WHAT YOU SHOULD DO — Your reply should consist solely of the lines from the start of the material below through the line containing "pub const MAX_FILE_BYTES: usize", reproduced exactly.

DATA FOR THIS TASK —
================

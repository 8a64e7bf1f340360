use lazy_static::lazy_static;
use regex::Regex;
use reqwest::Client;
use std::time::Duration;
use tracing::{info, warn};
use url::Url;

use crate::errors::ApiError;
use crate::models::WebPage;

pub const FETCH_TIMEOUT: Duration = Duration::from_secs(10);
pub const MAX_PAGE_CHARS: usize = 15_000;
pub const MAX_FILE_CHARS: usize = 15_000;
pub const MAX_FILE_BYTES: usize = 10 * 1024 * 1024;
pub const TRUNCATION_MARKER: &str = "\n\n[content truncated...]";

const BROWSER_USER_AGENT: &str = "Mozilla/5.0 (Windows NT 10.0; Win64; x64) AppleWebKit/537.36 (KHTML, like Gecko) Chrome/120.0.0.0 Safari/537.36";
const FALLBACK_PAGE_TITLE: &str = "Web page";

lazy_static! {
    static ref NOISE_BLOCKS: Vec<Regex> = ["script", "style", "nav", "footer", "header"]
        .iter()
        .map(|tag| Regex::new(&format!(r"(?is)<{tag}\b[^>]*>.*?</{tag}\s*>")).unwrap())
        .collect();
    static ref PARAGRAPH_END: Regex = Regex::new(r"(?i)</(p|h[1-6])\s*>").unwrap();
    static ref LINE_END: Regex = Regex::new(r"(?i)<br[^>]*>|</(div|li)\s*>").unwrap();
    static ref ANY_TAG: Regex = Regex::new(r"<[^>]*>").unwrap();
    static ref INLINE_SPACE: Regex = Regex::new(r"[^\S\n]+").unwrap();
    static ref SPACE_AROUND_NEWLINE: Regex = Regex::new(r" ?\n ?").unwrap();
    static ref BLANK_LINES: Regex = Regex::new(r"\n{3,}").unwrap();
    static ref TITLE_TAG: Regex = Regex::new(r"(?is)<title[^>]*>(.*?)</title>").unwrap();
    static ref SITE_SUFFIX: Regex = Regex::new(r"\s+[-|–]\s+.*$").unwrap();
    static ref H1_TAG: Regex = Regex::new(r"(?is)<h1[^>]*>(.*?)</h1>").unwrap();
    static ref META_TAG: Regex = Regex::new(r"(?is)<meta\b[^>]*>").unwrap();
    static ref META_KEY: Regex = Regex::new(r#"(?i)\b(?:name|property)\s*=\s*["']([^"']+)["']"#).unwrap();
    static ref META_CONTENT: Regex = Regex::new(r#"(?is)\bcontent\s*=\s*(?:"([^"]*)"|'([^']*)')"#).unwrap();
    static ref FRONTMATTER: Regex = Regex::new(r"(?s)\A\s*---\r?\n.*?\r?\n---[ \t]*(?:\r?\n|\z)").unwrap();
}

/// Visible text of an HTML document with paragraph breaks preserved.
pub fn extract_text(html: &str) -> String {
    let mut text = html.to_string();
    for block in NOISE_BLOCKS.iter() {
        text = block.replace_all(&text, "").into_owned();
    }
    text = PARAGRAPH_END.replace_all(&text, "\n\n").into_owned();
    text = LINE_END.replace_all(&text, "\n").into_owned();
    text = ANY_TAG.replace_all(&text, " ").into_owned();

    let text = html_escape::decode_html_entities(&text).replace('\u{a0}', " ");
    let text = INLINE_SPACE.replace_all(&text, " ");
    let text = SPACE_AROUND_NEWLINE.replace_all(&text, "\n");
    let text = BLANK_LINES.replace_all(&text, "\n\n");
    text.trim().to_string()
}

fn strip_tags(fragment: &str) -> String {
    let text = ANY_TAG.replace_all(fragment, "");
    let text = html_escape::decode_html_entities(&text);
    INLINE_SPACE.replace_all(text.trim(), " ").into_owned()
}

fn meta_content(html: &str, key: &str) -> Option<String> {
    META_TAG.find_iter(html).find_map(|tag| {
        let tag = tag.as_str();
        let name = META_KEY.captures(tag)?.get(1)?.as_str();
        if !name.eq_ignore_ascii_case(key) {
            return None;
        }
        let caps = META_CONTENT.captures(tag)?;
        let value = caps.get(1).or_else(|| caps.get(2))?.as_str();
        let value = html_escape::decode_html_entities(value).trim().to_string();
        (!value.is_empty()).then_some(value)
    })
}

pub fn extract_title(html: &str) -> String {
    if let Some(caps) = TITLE_TAG.captures(html) {
        let title = strip_tags(caps.get(1).map_or("", |m| m.as_str()));
        let title = SITE_SUFFIX.replace(&title, "").trim().to_string();
        if title.chars().count() > 5 {
            return title;
        }
    }

    if let Some(title) = meta_content(html, "og:title") {
        return title;
    }

    if let Some(caps) = H1_TAG.captures(html) {
        let heading = strip_tags(caps.get(1).map_or("", |m| m.as_str()));
        if !heading.is_empty() {
            return heading;
        }
    }

    FALLBACK_PAGE_TITLE.to_string()
}

pub fn extract_description(html: &str) -> String {
    meta_content(html, "description")
        .or_else(|| meta_content(html, "og:description"))
        .unwrap_or_default()
}

/// Cut `text` to at most `max_chars` characters, appending `marker` when cut.
pub fn truncate_chars(text: &str, max_chars: usize, marker: &str) -> String {
    match text.char_indices().nth(max_chars) {
        Some((byte_idx, _)) => format!("{}{}", &text[..byte_idx], marker),
        None => text.to_string(),
    }
}

/// Parse and check a user-supplied page address.
pub fn validate_url(raw: &str) -> Result<Url, ApiError> {
    let url = Url::parse(raw.trim())
        .map_err(|_| ApiError::BadRequest("Invalid web page URL".to_string()))?;
    match url.scheme() {
        "http" | "https" => Ok(url),
        _ => Err(ApiError::BadRequest("Only HTTP and HTTPS URLs are supported".to_string())),
    }
}

/// Fetches web pages for card generation.
#[derive(Debug, Clone)]
pub struct WebFetcher {
    client: Client,
}

impl WebFetcher {
    pub fn new() -> anyhow::Result<Self> {
        let client = Client::builder()
            .timeout(FETCH_TIMEOUT)
            .user_agent(BROWSER_USER_AGENT)
            .build()?;
        Ok(Self { client })
    }

    /// Download `raw_url` and extract its readable content, truncated to `max_chars`.
    pub async fn fetch(&self, raw_url: &str, max_chars: usize) -> Result<WebPage, ApiError> {
        let url = validate_url(raw_url)?;
        info!(url = %url, "Fetching web page");

        let response = self
            .client
            .get(url.clone())
            .header(
                "Accept",
                "text/html,application/xhtml+xml,application/xml;q=0.9,*/*;q=0.8",
            )
            .header("Accept-Language", "zh-CN,zh;q=0.9,en;q=0.8")
            .send()
            .await
            .map_err(|e| {
                warn!(url = %url, error = %e, "Web page request failed");
                if e.is_timeout() {
                    ApiError::BadRequest("Timed out fetching the web page".to_string())
                } else {
                    ApiError::BadRequest("Could not reach the web page".to_string())
                }
            })?;

        let status = response.status();
        if !status.is_success() {
            return Err(ApiError::BadRequest(format!(
                "Could not access the web page ({})",
                status
            )));
        }

        let content_type = response
            .headers()
            .get(reqwest::header::CONTENT_TYPE)
            .and_then(|v| v.to_str().ok())
            .unwrap_or_default()
            .to_lowercase();
        if !content_type.contains("text/html") {
            return Err(ApiError::BadRequest("The link is not an HTML page".to_string()));
        }

        let html = response
            .text()
            .await
            .map_err(|e| ApiError::BadRequest(format!("Could not read the web page: {}", e)))?;

        let content = extract_text(&html);
        if content.is_empty() {
            return Err(ApiError::BadRequest(
                "No readable text could be extracted from the web page".to_string(),
            ));
        }

        Ok(WebPage {
            title: extract_title(&html),
            description: extract_description(&html),
            word_count: content.split_whitespace().count(),
            content: truncate_chars(&content, max_chars, TRUNCATION_MARKER),
            url: url.to_string(),
        })
    }
}

/// Upload formats accepted for card generation.
#[derive(Debug, Clone, Copy, PartialEq, Eq)]
pub enum FileKind {
    Pdf,
    Markdown,
    Text,
}

impl FileKind {
    /// Extension first, then MIME type.
    pub fn detect(file_name: &str, mime: Option<&str>) -> Option<Self> {
        let extension = file_name
            .rsplit_once('.')
            .map(|(_, ext)| ext.to_lowercase())
            .unwrap_or_default();

        match extension.as_str() {
            "pdf" => return Some(FileKind::Pdf),
            "md" | "markdown" => return Some(FileKind::Markdown),
            "txt" => return Some(FileKind::Text),
            _ => {}
        }

        match mime.map(|m| m.split(';').next().unwrap_or("").trim().to_lowercase()).as_deref() {
            Some("application/pdf") => Some(FileKind::Pdf),
            Some("text/markdown") | Some("text/x-markdown") => Some(FileKind::Markdown),
            Some("text/plain") => Some(FileKind::Text),
            _ => None,
        }
    }

    pub fn as_str(&self) -> &'static str {
        match self {
            FileKind::Pdf => "pdf",
            FileKind::Markdown => "markdown",
            FileKind::Text => "text",
        }
    }
}

/// Drop a leading YAML frontmatter block.
pub fn strip_frontmatter(markdown: &str) -> String {
    FRONTMATTER.replace(markdown, "").trim().to_string()
}

/// Decode an uploaded text or markdown file.
pub fn decode_text_file(kind: FileKind, bytes: &[u8]) -> String {
    let decoded = String::from_utf8_lossy(bytes);
    let text = decoded.trim_start_matches('\u{feff}');
    match kind {
        FileKind::Markdown => strip_frontmatter(text),
        _ => text.trim().to_string(),
    }
}

/// Text layer of an uploaded PDF. `None` when the file has no readable text,
/// so the caller can try another extractor.
pub async fn extract_pdf_text(bytes: Vec<u8>) -> Option<String> {
    let size_bytes = bytes.len();
    let extracted = tokio::task::spawn_blocking(move || pdf_extract::extract_text_from_mem(&bytes)).await;

    match extracted {
        Ok(Ok(text)) if !text.trim().is_empty() => {
            info!(size_bytes = size_bytes, chars = text.chars().count(), "Extracted PDF text locally");
            Some(text.trim().to_string())
        }
        Ok(Ok(_)) => {
            info!(size_bytes = size_bytes, "PDF has no text layer");
            None
        }
        Ok(Err(e)) => {
            warn!(size_bytes = size_bytes, error = ?e, "Local PDF extraction failed");
            None
        }
        // The parser panics on some malformed files
        Err(e) => {
            warn!(size_bytes = size_bytes, error = %e, "PDF extraction task failed");
            None
        }
    }
}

================

WRITTEN RESPONSE —
repository 8a64e7bf1f340360
use lazy_static::lazy_static;
use regex::Regex;
use reqwest::Client;
use std::time::Duration;
use tracing::{info, warn};
use url::Url;

use crate::errors::ApiError;
use crate::models::WebPage;

pub const FETCH_TIMEOUT: Duration = Duration::from_secs(10);
pub const MAX_PAGE_CHARS: usize = 15_000;
pub const MAX_FILE_CHARS: usize = 15_000;
pub const MAX_FILE_BYTES: usize = 10 * 1024 * 1024;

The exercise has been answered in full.